[Saved entries]
********

use std::time::Instant;

use tracing::debug;

use super::indicator::{IndicatorAnimator, IndicatorGeometry};
use super::tab::{NavEvent, NavigationState, TabDescriptor};
use crate::config::IndicatorConfig;
use crate::{Error, Result};

/// What a reconciled index change asks of the rest of the screen
#[derive(Debug, Clone, Copy, PartialEq, Eq)]
pub struct Reconciliation {
    pub previous: usize,
    pub index: usize,
    /// Whether `active_index` actually moved
    pub changed: bool,
    /// Whether an indicator animation was started (or queued until the
    /// track is measured)
    pub animated: bool,
    /// Page the pager has to move to, `None` when the request came from
    /// the pager itself
    pub scroll_pager: Option<usize>,
}

/// Sole owner and writer of the active tab index.
///
/// Taps and swipe settles are funnelled through [`TabBarController::reconcile`],
/// which applies one request completely before returning.
#[derive(Debug, Clone)]
pub struct TabBarController {
    tabs: Vec<TabDescriptor>,
    state: NavigationState,
    geometry: Option<IndicatorGeometry>,
    indicator: IndicatorAnimator,
    /// Index the indicator was last placed or aimed at
    indicator_index: usize,
    /// An index change arrived before the track was measured
    deferred: bool,
}

impl TabBarController {
    pub fn new(tabs: Vec<TabDescriptor>, config: IndicatorConfig) -> Result<Self> {
        if tabs.is_empty() {
            return Err(Error::Config("tab bar needs at least one tab".to_string()));
        }
        Ok(Self {
            tabs,
            state: NavigationState::default(),
            geometry: None,
            indicator: IndicatorAnimator::new(config),
            indicator_index: 0,
            deferred: false,
        })
    }

    pub fn tabs(&self) -> &[TabDescriptor] {
        &self.tabs
    }

    pub fn len(&self) -> usize {
        self.tabs.len()
    }

    pub fn is_empty(&self) -> bool {
        self.tabs.is_empty()
    }

    pub fn active_index(&self) -> usize {
        self.state.active_index
    }

    pub fn active_tab(&self) -> &TabDescriptor {
        &self.tabs[self.state.active_index]
    }

    /// Tab highlight is derived from the active index only
    pub fn is_active(&self, index: usize) -> bool {
        self.state.active_index == index
    }

    pub fn state(&self) -> NavigationState {
        self.state
    }

    pub fn geometry(&self) -> Option<&IndicatorGeometry> {
        self.geometry.as_ref()
    }

    pub fn indicator(&self) -> &IndicatorAnimator {
        &self.indicator
    }

    /// True while an indicator animation is waiting for a measurement
    pub fn has_deferred_animation(&self) -> bool {
        self.deferred
    }

    pub fn request_index_change(&mut self, index: usize) -> Result<Reconciliation> {
        self.request_index_change_at(index, Instant::now())
    }

    pub fn request_index_change_at(&mut self, index: usize, now: Instant) -> Result<Reconciliation> {
        self.reconcile_at(NavEvent::TapSelect(index), now)
    }

    pub fn on_paged_host_index_report(&mut self, index: usize) -> Result<Reconciliation> {
        self.on_paged_host_index_report_at(index, Instant::now())
    }

    pub fn on_paged_host_index_report_at(&mut self, index: usize, now: Instant) -> Result<Reconciliation> {
        self.reconcile_at(NavEvent::SwipeSettle(index), now)
    }

    pub fn reconcile(&mut self, event: NavEvent) -> Result<Reconciliation> {
        self.reconcile_at(event, Instant::now())
    }

    /// Apply one index-change request.
    ///
    /// Out-of-range requests are rejected before anything is touched. A
    /// valid request updates the index, then the indicator, then reports
    /// whether the pager has to follow.
    pub fn reconcile_at(&mut self, event: NavEvent, now: Instant) -> Result<Reconciliation> {
        let index = event.index();
        if index >= self.tabs.len() {
            debug!(?event, len = self.tabs.len(), "rejecting tab index");
            return Err(Error::InvalidIndex {
                index,
                len: self.tabs.len(),
            });
        }

        let previous = self.state.active_index;
        let changed = previous != index;
        self.state.active_index = index;

        let animated = changed && self.animate_indicator(now);

        let scroll_pager = match event {
            NavEvent::TapSelect(i) => Some(i),
            NavEvent::SwipeSettle(_) => None,
        };

        if changed {
            debug!(?event, previous, index, "active tab changed");
        }

        Ok(Reconciliation {
            previous,
            index,
            changed,
            animated,
            scroll_pager,
        })
    }

    /// Supply the tab track width.
    ///
    /// The first valid measurement places the indicator and replays a
    /// deferred animation. Later measurements (resizes) re-derive the
    /// resting offset and snap to it. Invalid widths are ignored.
    pub fn measure_at(&mut self, track_width: f64, now: Instant) {
        let Some(geometry) = IndicatorGeometry::measure(
            track_width,
            self.tabs.len(),
            self.indicator.config().width_ratio,
        ) else {
            debug!(track_width, "ignoring unusable tab track measurement");
            return;
        };

        if self.geometry == Some(geometry) && self.indicator.is_placed() {
            return;
        }
        self.geometry = Some(geometry);

        if !self.indicator.is_placed() {
            self.indicator.jump_to(geometry.offset(self.indicator_index));
        }

        if self.deferred {
            self.deferred = false;
            self.indicator_index = self.state.active_index;
            self.indicator
                .animate_to_at(geometry.offset(self.state.active_index), now);
        } else {
            self.indicator_index = self.state.active_index;
            self.indicator.jump_to(geometry.offset(self.state.active_index));
        }
    }

    pub fn measure(&mut self, track_width: f64) {
        self.measure_at(track_width, Instant::now())
    }

    /// Advance the indicator animation and return its rendered offset
    pub fn update_indicator_at(&mut self, now: Instant) -> Option<f64> {
        self.indicator.update_at(now)
    }

    pub fn needs_update(&self) -> bool {
        self.indicator.is_animating()
    }

    fn animate_indicator(&mut self, now: Instant) -> bool {
        match self.geometry {
            Some(geometry) => {
                self.indicator_index = self.state.active_index;
                self.indicator
                    .animate_to_at(geometry.offset(self.state.active_index), now)
            }
            None => {
                // Replayed by `measure_at`
                self.deferred = true;
                true
            }
        }
    }
}

#[cfg(test)]
mod tests {
    use std::time::Duration;

    use super::*;
    use crate::config::EasingType;

    fn tabs(n: usize) -> Vec<TabDescriptor> {
        (0..n)
            .map(|i| TabDescriptor::new(format!("tab{i}"), format!("Tab {i}"), "icon"))
            .collect()
    }

    fn config() -> IndicatorConfig {
        IndicatorConfig {
            smooth_enabled: true,
            animation_duration_ms: 100,
            easing: EasingType::Linear,
            width_ratio: 0.5,
        }
    }

    fn measured(n: usize, now: Instant) -> TabBarController {
        let mut controller = TabBarController::new(tabs(n), config()).unwrap();
        controller.measure_at(300.0, now);
        controller
    }

    #[test]
    fn test_requires_tabs() {
        assert!(TabBarController::new(Vec::new(), config()).is_err());
    }

    #[test]
    fn test_single_tab_is_supported() {
        let now = Instant::now();
        let mut controller = measured(1, now);
        let result = controller.request_index_change_at(0, now).unwrap();
        assert!(!result.changed);
        assert!(controller.request_index_change_at(1, now).is_err());
    }

    #[test]
    fn test_tap_updates_index_indicator_and_pager() {
        let now = Instant::now();
        let mut controller = measured(3, now);
        let result = controller.request_index_change_at(2, now).unwrap();

        assert_eq!(controller.active_index(), 2);
        assert!(result.changed);
        assert!(result.animated);
        assert_eq!(result.scroll_pager, Some(2));

        let target = controller.geometry().unwrap().offset(2);
        assert_eq!(controller.indicator().target_offset(), Some(target));
        assert_eq!(
            controller.update_indicator_at(now + Duration::from_millis(100)),
            Some(target)
        );
    }

    #[test]
    fn test_swipe_report_does_not_move_pager() {
        let now = Instant::now();
        let mut controller = measured(3, now);
        let result = controller.on_paged_host_index_report_at(1, now).unwrap();
        assert_eq!(controller.active_index(), 1);
        assert!(result.animated);
        assert_eq!(result.scroll_pager, None);
    }

    #[test]
    fn test_out_of_range_rejected_without_side_effects() {
        let now = Instant::now();
        let mut controller = measured(3, now);
        controller.request_index_change_at(1, now).unwrap();
        let generation = controller.indicator().generation();

        for bad in [3, 4, usize::MAX] {
            let err = controller.request_index_change_at(bad, now).unwrap_err();
            assert!(matches!(err, Error::InvalidIndex { index, len: 3 } if index == bad));
            assert!(controller.on_paged_host_index_report_at(bad, now).is_err());
        }
        assert_eq!(controller.active_index(), 1);
        assert_eq!(controller.indicator().generation(), generation);
    }

    #[test]
    fn test_repeated_request_is_noop_for_indicator() {
        let now = Instant::now();
        let mut controller = measured(3, now);
        let first = controller.request_index_change_at(2, now).unwrap();
        let second = controller
            .request_index_change_at(2, now + Duration::from_millis(10))
            .unwrap();

        assert!(first.animated);
        assert!(!second.changed);
        assert!(!second.animated);
        assert_eq!(controller.active_index(), 2);
        assert_eq!(controller.indicator().generation(), 1);
    }

    #[test]
    fn test_one_animation_per_change() {
        let now = Instant::now();
        let mut controller = measured(3, now);
        let sequence = [1, 1, 2, 0, 0, 2];
        let mut changes = 0;
        for (step, index) in sequence.into_iter().enumerate() {
            let at = now + Duration::from_millis(step as u64 * 30);
            if controller.request_index_change_at(index, at).unwrap().changed {
                changes += 1;
            }
        }
        assert_eq!(controller.indicator().generation(), changes);
    }

    #[test]
    fn test_last_request_wins() {
        let now = Instant::now();
        let mut controller = measured(3, now);
        controller.request_index_change_at(2, now).unwrap();
        controller
            .on_paged_host_index_report_at(1, now + Duration::from_millis(20))
            .unwrap();
        assert_eq!(controller.active_index(), 1);
        let target = controller.geometry().unwrap().offset(1);
        assert_eq!(controller.indicator().target_offset(), Some(target));
    }

    #[test]
    fn test_unmeasured_defers_animation() {
        let now = Instant::now();
        let mut controller = TabBarController::new(tabs(3), config()).unwrap();
        let result = controller.request_index_change_at(2, now).unwrap();
        assert!(result.animated);
        assert!(controller.has_deferred_animation());
        assert_eq!(controller.indicator().current_offset(), None);

        // Unusable measurement keeps it deferred
        controller.measure_at(0.0, now);
        assert!(controller.has_deferred_animation());

        controller.measure_at(300.0, now);
        assert!(!controller.has_deferred_animation());
        let geometry = *controller.geometry().unwrap();
        // Starts from the resting tab and animates once to the requested one
        assert_eq!(controller.indicator().current_offset(), Some(geometry.offset(0)));
        assert_eq!(controller.indicator().target_offset(), Some(geometry.offset(2)));
        assert_eq!(controller.indicator().generation(), 1);
    }

    #[test]
    fn test_resize_snaps_without_animation() {
        let now = Instant::now();
        let mut controller = measured(3, now);
        controller.request_index_change_at(1, now).unwrap();
        controller.measure_at(600.0, now + Duration::from_millis(10));

        let geometry = *controller.geometry().unwrap();
        assert_eq!(controller.indicator().current_offset(), Some(geometry.offset(1)));
        assert!(!controller.needs_update());
        assert_eq!(controller.indicator().generation(), 1);
    }

    #[test]
    fn test_highlight_follows_index() {
        let now = Instant::now();
        let mut controller = measured(3, now);
        controller.request_index_change_at(1, now).unwrap();
        let active: Vec<bool> = (0..3).map(|i| controller.is_active(i)).collect();
        assert_eq!(active, [false, true, false]);
        assert_eq!(controller.active_tab().key, "tab1");
    }
}
pub mod app;
pub mod event;
pub mod image;
pub mod input;
pub mod keymap;
pub mod theme;
pub mod themes;
pub mod widgets;

pub use app::App;
pub use theme::Theme;
pub use themes::{available_themes, load_theme, parse_hex_color};
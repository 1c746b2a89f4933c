//! Monokai theme

use ratatui::style::Color;
use crate::theme::Theme;

pub fn default() -> Theme {
    Theme {
        bg0: Color::Rgb(0x27, 0x28, 0x22), // background
        bg1: Color::Rgb(0x3e, 0x3d, 0x32), // selection
        bg2: Color::Rgb(0x49, 0x48, 0x3e), // line
        fg0: Color::Rgb(0xf8, 0xf8, 0xf2), // foreground
        fg1: Color::Rgb(0xd0, 0xd0, 0xc0),
        red: Color::Rgb(0xf9, 0x26, 0x72),
        orange: Color::Rgb(0xfd, 0x97, 0x1f),
        yellow: Color::Rgb(0xe6, 0xdb, 0x74),
        green: Color::Rgb(0xa6, 0xe2, 0x2e),
        aqua: Color::Rgb(0x66, 0xd9, 0xef),
        blue: Color::Rgb(0x66, 0xd9, 0xef), // monokai uses cyan as blue
        purple: Color::Rgb(0xae, 0x81, 0xff),
        accent: Color::Rgb(0xae, 0x81, 0xff),
        indicator: Color::Rgb(0xe6, 0xdb, 0x74),
        muted: Color::Rgb(0x75, 0x71, 0x5e),
        error: Color::Rgb(0xf9, 0x26, 0x72),
        success: Color::Rgb(0xa6, 0xe2, 0x2e),
        info: Color::Rgb(0x66, 0xd9, 0xef),
    }
}
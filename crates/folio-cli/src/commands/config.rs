use anyhow::Result;

use folio_core::AppConfig;
use folio_tui::available_themes;

pub fn run(config: &AppConfig, init: bool) -> Result<()> {
    let path = AppConfig::config_path();

    if init {
        if path.exists() {
            println!("Config already exists at {}", path.display());
            return Ok(());
        }
        AppConfig::default().save()?;
        println!("Wrote default config to {}", path.display());
        return Ok(());
    }

    let source = if path.exists() { "" } else { " (not found, using defaults)" };
    println!("# {}{}\n", path.display(), source);
    println!("# themes: {}\n", available_themes().join(", "));
    print!("{}", config.to_toml()?);

    Ok(())
}
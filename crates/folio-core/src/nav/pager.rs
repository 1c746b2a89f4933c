//! Swipeable content panes
//!
//! Position is kept in page units so the pager works before it has been
//! measured. The gesture lifecycle is `Idle -> Dragging -> Settling -> Idle`.

use std::time::{Duration, Instant};

use tracing::debug;

use crate::config::PagerConfig;
use crate::motion::Tween;
use crate::{Error, Result};

/// Who started the current settle animation
#[derive(Debug, Clone, Copy, PartialEq, Eq)]
pub enum SettleSource {
    /// Release of a user drag; reports the landing page if it changed
    Gesture { origin: usize },
    /// `scroll_to_index`; never reported
    Programmatic,
}

#[derive(Debug, Clone, Copy)]
pub enum PagerPhase {
    Idle,
    Dragging {
        /// Committed page when the drag started
        origin: usize,
        /// Page nearest to where the content was grabbed
        anchor: usize,
        /// Position (pages) when the drag started
        base: f64,
        /// Accumulated horizontal movement in columns, positive to the right
        delta: f64,
    },
    Settling {
        target: usize,
        tween: Tween,
        source: SettleSource,
    },
}

#[derive(Debug, Clone)]
pub struct PagedContentHost {
    config: PagerConfig,
    page_count: usize,
    /// Committed page
    index: usize,
    /// Rendered position in pages
    position: f64,
    /// Width of one page in columns, 0 until measured
    page_width: f64,
    phase: PagerPhase,
    mounted: Vec<bool>,
}

impl PagedContentHost {
    pub fn new(page_count: usize, config: PagerConfig) -> Result<Self> {
        if page_count == 0 {
            return Err(Error::Config("pager needs at least one page".to_string()));
        }
        let mut host = Self {
            config,
            page_count,
            index: 0,
            position: 0.0,
            page_width: 0.0,
            phase: PagerPhase::Idle,
            mounted: vec![false; page_count],
        };
        host.mount_around(0);
        Ok(host)
    }

    pub fn page_count(&self) -> usize {
        self.page_count
    }

    /// Committed page: the page the pager rests on, or is programmatically
    /// heading to
    pub fn current_index(&self) -> usize {
        self.index
    }

    /// Rendered position in pages (fractional while moving)
    pub fn position(&self) -> f64 {
        self.position
    }

    pub fn phase(&self) -> PagerPhase {
        self.phase
    }

    pub fn is_idle(&self) -> bool {
        matches!(self.phase, PagerPhase::Idle)
    }

    pub fn is_dragging(&self) -> bool {
        matches!(self.phase, PagerPhase::Dragging { .. })
    }

    pub fn needs_update(&self) -> bool {
        matches!(self.phase, PagerPhase::Settling { .. })
    }

    pub fn is_mounted(&self, index: usize) -> bool {
        self.mounted.get(index).copied().unwrap_or(false)
    }

    /// Indices of mounted panes in order
    pub fn mounted_panes(&self) -> impl Iterator<Item = usize> + '_ {
        self.mounted
            .iter()
            .enumerate()
            .filter_map(|(i, mounted)| mounted.then_some(i))
    }

    /// Pages intersecting the viewport at the current position, with the
    /// fraction of the viewport each one covers
    pub fn visible_pages(&self) -> Vec<(usize, f64)> {
        let left = self.position.floor();
        let frac = self.position - left;
        let left = left as usize;
        if frac < 1e-6 || left + 1 >= self.page_count {
            vec![(left.min(self.page_count - 1), 1.0)]
        } else {
            vec![(left, 1.0 - frac), (left + 1, frac)]
        }
    }

    pub fn set_page_width(&mut self, width: f64) {
        if width.is_finite() && width > 0.0 {
            self.page_width = width;
        }
    }

    pub fn page_width(&self) -> f64 {
        self.page_width
    }

    /// Programmatic move, used when the tab bar initiated the change.
    ///
    /// Cancels any drag or settle in progress and commits at once. Never
    /// produces a settle report.
    pub fn scroll_to_index_at(&mut self, index: usize, now: Instant) -> Result<()> {
        if index >= self.page_count {
            return Err(Error::InvalidIndex {
                index,
                len: self.page_count,
            });
        }
        if self.is_idle() && self.index == index && self.position == index as f64 {
            return Ok(());
        }
        debug!(index, "pager scrolling to page");
        self.index = index;
        self.mount_around(index);
        self.start_settle(index, SettleSource::Programmatic, now);
        Ok(())
    }

    pub fn scroll_to_index(&mut self, index: usize) -> Result<()> {
        self.scroll_to_index_at(index, Instant::now())
    }

    /// Grab the content. Interrupts a settle animation where it is.
    pub fn begin_drag_at(&mut self, now: Instant) {
        match self.phase {
            PagerPhase::Dragging { .. } => return,
            PagerPhase::Settling { tween, .. } => self.position = tween.value_at(now),
            PagerPhase::Idle => {}
        }
        let anchor = (self.position.round() as usize).min(self.page_count - 1);
        self.mount_around(anchor);
        self.phase = PagerPhase::Dragging {
            origin: self.index,
            anchor,
            base: self.position,
            delta: 0.0,
        };
    }

    pub fn begin_drag(&mut self) {
        self.begin_drag_at(Instant::now())
    }

    /// Move the content by `dx` columns; positive drags reveal the previous page
    pub fn drag_by(&mut self, dx: f64) {
        if self.page_width <= 0.0 || !dx.is_finite() {
            return;
        }
        let max = (self.page_count - 1) as f64;
        if let PagerPhase::Dragging { base, delta, .. } = &mut self.phase {
            *delta += dx;
            self.position = (*base - *delta / self.page_width).clamp(0.0, max);
        }
    }

    /// Let go of the content.
    ///
    /// Past the commit threshold the pager settles on the neighbouring
    /// page, otherwise it returns to where the drag started.
    pub fn release_at(&mut self, now: Instant) {
        let PagerPhase::Dragging { origin, anchor, .. } = self.phase else {
            return;
        };
        let displacement = self.position - anchor as f64;
        let threshold = self.config.commit_threshold;
        let target = if displacement >= threshold {
            (anchor + 1).min(self.page_count - 1)
        } else if displacement <= -threshold {
            anchor.saturating_sub(1)
        } else {
            anchor
        };
        debug!(origin, target, displacement, "pager released");
        self.mount_around(target);
        self.start_settle(target, SettleSource::Gesture { origin }, now);
    }

    pub fn release(&mut self) {
        self.release_at(Instant::now())
    }

    /// Advance the settle animation.
    ///
    /// Returns `Some(index)` once, when a gesture finishes settling on a
    /// page other than the one it started from.
    pub fn tick_at(&mut self, now: Instant) -> Option<usize> {
        let PagerPhase::Settling { target, tween, source } = self.phase else {
            return None;
        };
        self.position = tween.value_at(now);
        if !tween.is_complete_at(now) {
            let passing = (self.position.floor() as usize).min(self.page_count - 1);
            self.mount_around(passing);
            return None;
        }

        self.position = target as f64;
        self.index = target;
        self.phase = PagerPhase::Idle;
        match source {
            SettleSource::Gesture { origin } if origin != target => {
                debug!(origin, target, "pager settled on new page");
                Some(target)
            }
            _ => None,
        }
    }

    pub fn tick(&mut self) -> Option<usize> {
        self.tick_at(Instant::now())
    }

    fn start_settle(&mut self, target: usize, source: SettleSource, now: Instant) {
        let to = target as f64;
        if (self.position - to).abs() < 1e-9 || self.config.settle_duration_ms == 0 {
            // Already there: settle on the next tick without moving
            self.position = to;
        }
        self.phase = PagerPhase::Settling {
            target,
            tween: Tween::new(
                now,
                self.position,
                to,
                Duration::from_millis(self.config.settle_duration_ms),
                self.config.easing,
            ),
            source,
        };
    }

    fn mount_around(&mut self, index: usize) {
        let start = index.saturating_sub(1);
        let end = (index + 1).min(self.page_count - 1);
        for slot in &mut self.mounted[start..=end] {
            *slot = true;
        }
    }
}
//! Easing curves: progress in [0, 1] to eased progress in [0, 1]

pub use crate::config::EasingType;

impl EasingType {
    /// Eased progress. Input outside [0, 1] is clamped.
    #[inline]
    pub fn apply(self, t: f64) -> f64 {
        let t = t.clamp(0.0, 1.0);
        match self {
            EasingType::None if t < 1.0 => 0.0,
            EasingType::None => 1.0,
            EasingType::Linear => t,
            EasingType::Cubic => 1.0 - (1.0 - t).powi(3),
            EasingType::Quintic => 1.0 - (1.0 - t).powi(5),
            // Exponential; 2^-10 is not exactly zero, so pin the end
            EasingType::EaseOut if t >= 1.0 => 1.0,
            EasingType::EaseOut => 1.0 - 2.0_f64.powf(-10.0 * t),
        }
    }
}
//! Drawing images referenced by URL
//!
//! Terminals can't fetch and decode remote images in general, so the
//! default view draws a deterministic swatch per URL instead.

use ratatui::buffer::Buffer;
use ratatui::layout::Rect;
use ratatui::style::{Color, Modifier, Style};
use unicode_width::UnicodeWidthStr;

use crate::theme::Theme;

/// Draws the image behind `source` into `area`
pub trait ImageView {
    fn render(&self, source: &str, area: Rect, buf: &mut Buffer, theme: &Theme);
}

/// Colour swatch keyed by the source URL, with a short label
#[derive(Debug, Clone, Copy, Default)]
pub struct PlaceholderImage {
    /// Leave a one-cell gutter on the right and bottom edges
    pub gutter: bool,
}

impl PlaceholderImage {
    pub fn with_gutter() -> Self {
        Self { gutter: true }
    }

    /// Same URL, same colour
    pub fn color_for(source: &str, theme: &Theme) -> Color {
        let palette = theme.palette();
        palette[(fnv1a(source.as_bytes()) % palette.len() as u64) as usize]
    }

    /// Trailing number of the URL (`...?random=52` -> `52`), or its last
    /// path segment
    pub fn label_for(source: &str) -> &str {
        let digits = source
            .char_indices()
            .rev()
            .take_while(|(_, c)| c.is_ascii_digit())
            .last()
            .map(|(i, _)| &source[i..]);
        digits.unwrap_or_else(|| {
            source
                .trim_end_matches('/')
                .rsplit('/')
                .next()
                .unwrap_or(source)
        })
    }
}

impl ImageView for PlaceholderImage {
    fn render(&self, source: &str, area: Rect, buf: &mut Buffer, theme: &Theme) {
        let area = area.intersection(buf.area);
        if area.is_empty() {
            return;
        }
        let mut swatch = area;
        if self.gutter {
            if swatch.width > 2 {
                swatch.width -= 1;
            }
            if swatch.height > 1 {
                swatch.height -= 1;
            }
        }

        let color = Self::color_for(source, theme);
        buf.set_style(swatch, Style::default().bg(color));

        let label = Self::label_for(source);
        let label_width = label.width() as u16;
        if label_width == 0 || label_width > swatch.width {
            return;
        }
        let x = swatch.x + (swatch.width - label_width) / 2;
        let y = swatch.y + swatch.height / 2;
        buf.set_string(
            x,
            y,
            label,
            Style::default()
                .fg(theme.bg0)
                .bg(color)
                .add_modifier(Modifier::BOLD),
        );
    }
}

fn fnv1a(bytes: &[u8]) -> u64 {
    const OFFSET: u64 = 0xcbf2_9ce4_8422_2325;
    const PRIME: u64 = 0x0000_0100_0000_01b3;
    bytes
        .iter()
        .fold(OFFSET, |hash, b| (hash ^ *b as u64).wrapping_mul(PRIME))
}
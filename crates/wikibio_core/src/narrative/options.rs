use serde::{Deserialize, Serialize};

/// Caller-supplied switches for one biography generation.
///
/// Deserializes from partial JSON; absent fields default to `false`.
#[derive(Debug, Clone, Copy, Default, PartialEq, Eq, Serialize, Deserialize)]
#[serde(default)]
pub struct BiographyOptions {
    /// Keep events where the subject is only a Witness or Informant.
    pub include_witness_events: bool,
    /// List witnesses under Primary births and Family marriages.
    pub include_witnesses: bool,
    /// Render the notes section and citation notes.
    pub include_notes: bool,
}

#[cfg(test)]
mod tests {
    use super::BiographyOptions;

    #[test]
    fn partial_json_fills_defaults() {
        let options: BiographyOptions =
            serde_json::from_str(r#"{"include_notes": true}"#).expect("valid options json");
        assert!(options.include_notes);
        assert!(!options.include_witnesses);
        assert!(!options.include_witness_events);
    }
}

********

Among the lines of the data, identify those with the word "second". Copy each of them.

§ SOLUTION
        let second = controller
        assert!(!second.changed);
        assert!(!second.animated);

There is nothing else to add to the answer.